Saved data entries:
◇ ◇ ◇ ◇ ◇ ◇ ◇
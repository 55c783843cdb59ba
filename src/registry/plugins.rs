//! Plugin Registry
//!
//! Holds the manifests of the image-processing plugins known to the
//! submission flow. The registry is the authoritative source for a
//! plugin's entrypoint when a materialized tool definition lacks one.
//!
//! # Directory Resolution Priority
//!
//! The default manifest directory is resolved in the following order:
//! 1. `CWL2COMPUTE_PLUGIN_DIR` environment variable
//! 2. `{home}/.cwl2compute/plugins`
//! 3. `plugins/` in the current directory

use std::collections::BTreeMap;
use std::fs;
use std::path::{Path, PathBuf};

use log::{debug, info, warn};
use once_cell::sync::Lazy;
use serde::{Deserialize, Serialize};
use serde_json::{Map, Value};

use crate::error::{Result, TranslateError};
use crate::naming::{class_name, sanitize};

/// Environment variable overriding the manifest directory.
pub const PLUGIN_DIR_VAR: &str = "CWL2COMPUTE_PLUGIN_DIR";

/// Lazily-resolved default directory of plugin manifests.
pub static PLUGIN_DIR: Lazy<PathBuf> = Lazy::new(|| {
    if let Ok(dir) = std::env::var(PLUGIN_DIR_VAR) {
        let dir = PathBuf::from(dir);
        info!("Using plugin directory from {}: {}", PLUGIN_DIR_VAR, dir.display());
        return dir;
    }

    let home = std::env::var("HOME").or_else(|_| std::env::var("USERPROFILE"));
    if let Ok(home) = home {
        let user_dir = PathBuf::from(home).join(".cwl2compute").join("plugins");
        if user_dir.exists() {
            info!("Using user plugin directory: {}", user_dir.display());
            return user_dir;
        }
    }

    let cwd_dir = PathBuf::from("plugins");
    info!("Using CWD plugin directory: {}", cwd_dir.display());
    cwd_dir
});

/// A plugin manifest (`plugin.json`).
#[derive(Serialize, Deserialize, Debug, Clone, PartialEq)]
#[serde(rename_all = "camelCase")]
pub struct PluginManifest {
    /// Human-readable plugin name, e.g. "File Renaming"
    pub name: String,

    #[serde(default)]
    pub version: String,

    /// Container image running the plugin
    #[serde(default, skip_serializing_if = "Option::is_none")]
    pub container_id: Option<String>,

    /// Entrypoint of the plugin container
    #[serde(default, skip_serializing_if = "Vec::is_empty")]
    pub base_command: Vec<String>,

    #[serde(flatten)]
    pub extra: Map<String, Value>,
}

impl PluginManifest {
    pub fn new(name: impl Into<String>, version: impl Into<String>) -> Self {
        Self {
            name: name.into(),
            version: version.into(),
            container_id: None,
            base_command: Vec::new(),
            extra: Map::new(),
        }
    }

    pub fn with_base_command(mut self, command: &[&str]) -> Self {
        self.base_command = command.iter().map(|part| part.to_string()).collect();
        self
    }

    /// Returns true if `name` designates this plugin.
    ///
    /// Compiled workflows name steps after the plugin's class-style name,
    /// so the manifest name, its class name and their sanitized forms match.
    pub fn matches(&self, name: &str) -> bool {
        if self.name == name {
            return true;
        }
        let class = class_name(&self.name);
        class == name || class == class_name(name) || sanitize(&self.name) == sanitize(name)
    }
}

/// In-memory registry of plugin manifests.
///
/// Loading and refreshing are explicit; translations only read from it.
#[derive(Debug, Clone, Default)]
pub struct PluginRegistry {
    plugins: BTreeMap<String, PluginManifest>,
    source: Option<PathBuf>,
}

impl PluginRegistry {
    /// Creates an empty registry.
    pub fn new() -> Self {
        Self::default()
    }

    /// Loads every `*.json` manifest in `dir`.
    ///
    /// A missing directory yields an empty registry; an unreadable
    /// manifest is an error.
    pub fn load(dir: impl Into<PathBuf>) -> Result<Self> {
        let mut registry = Self {
            plugins: BTreeMap::new(),
            source: Some(dir.into()),
        };
        registry.refresh()?;
        Ok(registry)
    }

    /// Loads from the default plugin directory.
    pub fn load_default() -> Result<Self> {
        Self::load(PLUGIN_DIR.clone())
    }

    /// Re-reads the manifest directory, replacing the current content.
    ///
    /// Registries built in memory keep their content. Returns the number
    /// of registered plugins.
    pub fn refresh(&mut self) -> Result<usize> {
        let Some(dir) = self.source.clone() else {
            return Ok(self.plugins.len());
        };

        if !dir.is_dir() {
            warn!("Plugin directory not found: {}", dir.display());
            self.plugins.clear();
            return Ok(0);
        }

        let mut plugins = BTreeMap::new();
        for manifest in read_manifests(&dir)? {
            if plugins.contains_key(&manifest.name) {
                warn!("Plugin '{}' registered twice, keeping the last one", manifest.name);
            }
            plugins.insert(manifest.name.clone(), manifest);
        }

        self.plugins = plugins;
        info!(
            "Loaded {} plugins from {}",
            self.plugins.len(),
            dir.display()
        );
        Ok(self.plugins.len())
    }

    /// Registers a manifest, replacing any plugin with the same name.
    pub fn register(&mut self, manifest: PluginManifest) {
        debug!("Registering plugin '{}' {}", manifest.name, manifest.version);
        self.plugins.insert(manifest.name.clone(), manifest);
    }

    /// Looks a plugin up by manifest name or by the name a compiled step uses.
    ///
    /// An exact manifest name wins. Otherwise the first matching plugin in
    /// name order is returned, with a warning when several match.
    pub fn find(&self, name: &str) -> Option<&PluginManifest> {
        if let Some(plugin) = self.plugins.get(name) {
            return Some(plugin);
        }

        let matches: Vec<&PluginManifest> = self
            .plugins
            .values()
            .filter(|plugin| plugin.matches(name))
            .collect();
        if matches.len() > 1 {
            let names: Vec<&str> = matches.iter().map(|plugin| plugin.name.as_str()).collect();
            warn!(
                "'{}' matches several plugins ({}), using '{}'",
                name,
                names.join(", "),
                names[0]
            );
        }
        matches.into_iter().next()
    }

    /// Names of all registered plugins.
    pub fn list(&self) -> Vec<&str> {
        self.plugins.keys().map(String::as_str).collect()
    }

    pub fn len(&self) -> usize {
        self.plugins.len()
    }

    pub fn is_empty(&self) -> bool {
        self.plugins.is_empty()
    }
}

/// Parses all manifests in a directory, sorted by file name.
fn read_manifests(dir: &Path) -> Result<Vec<PluginManifest>> {
    let io_error = |source| TranslateError::Io {
        path: dir.to_path_buf(),
        source,
    };

    let mut paths: Vec<PathBuf> = fs::read_dir(dir)
        .map_err(io_error)?
        .filter_map(|entry| entry.ok().map(|e| e.path()))
        .filter(|path| path.extension().is_some_and(|ext| ext == "json"))
        .collect();
    paths.sort();

    paths
        .into_iter()
        .map(|path| {
            let content = fs::read_to_string(&path).map_err(|source| TranslateError::Io {
                path: path.clone(),
                source,
            })?;
            serde_json::from_str(&content).map_err(|source| TranslateError::Manifest { path, source })
        })
        .collect()
}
◇ ◇ ◇ ◇ ◇ ◇ ◇
Transcribe the records above exactly, from the opening line down to and including the line with "running the plugin".

RESULT OF THIS TASK
repository 55c783843cdb59ba
filename src/registry/plugins.rs
//! Plugin Registry
//!
//! Holds the manifests of the image-processing plugins known to the
//! submission flow. The registry is the authoritative source for a
//! plugin's entrypoint when a materialized tool definition lacks one.
//!
//! # Directory Resolution Priority
//!
//! The default manifest directory is resolved in the following order:
//! 1. `CWL2COMPUTE_PLUGIN_DIR` environment variable
//! 2. `{home}/.cwl2compute/plugins`
//! 3. `plugins/` in the current directory

use std::collections::BTreeMap;
use std::fs;
use std::path::{Path, PathBuf};

use log::{debug, info, warn};
use once_cell::sync::Lazy;
use serde::{Deserialize, Serialize};
use serde_json::{Map, Value};

use crate::error::{Result, TranslateError};
use crate::naming::{class_name, sanitize};

/// Environment variable overriding the manifest directory.
pub const PLUGIN_DIR_VAR: &str = "CWL2COMPUTE_PLUGIN_DIR";

/// Lazily-resolved default directory of plugin manifests.
pub static PLUGIN_DIR: Lazy<PathBuf> = Lazy::new(|| {
    if let Ok(dir) = std::env::var(PLUGIN_DIR_VAR) {
        let dir = PathBuf::from(dir);
        info!("Using plugin directory from {}: {}", PLUGIN_DIR_VAR, dir.display());
        return dir;
    }

    let home = std::env::var("HOME").or_else(|_| std::env::var("USERPROFILE"));
    if let Ok(home) = home {
        let user_dir = PathBuf::from(home).join(".cwl2compute").join("plugins");
        if user_dir.exists() {
            info!("Using user plugin directory: {}", user_dir.display());
            return user_dir;
        }
    }

    let cwd_dir = PathBuf::from("plugins");
    info!("Using CWD plugin directory: {}", cwd_dir.display());
    cwd_dir
});

/// A plugin manifest (`plugin.json`).
#[derive(Serialize, Deserialize, Debug, Clone, PartialEq)]
#[serde(rename_all = "camelCase")]
pub struct PluginManifest {
    /// Human-readable plugin name, e.g. "File Renaming"
    pub name: String,

    #[serde(default)]
    pub version: String,

    /// Container image running the plugin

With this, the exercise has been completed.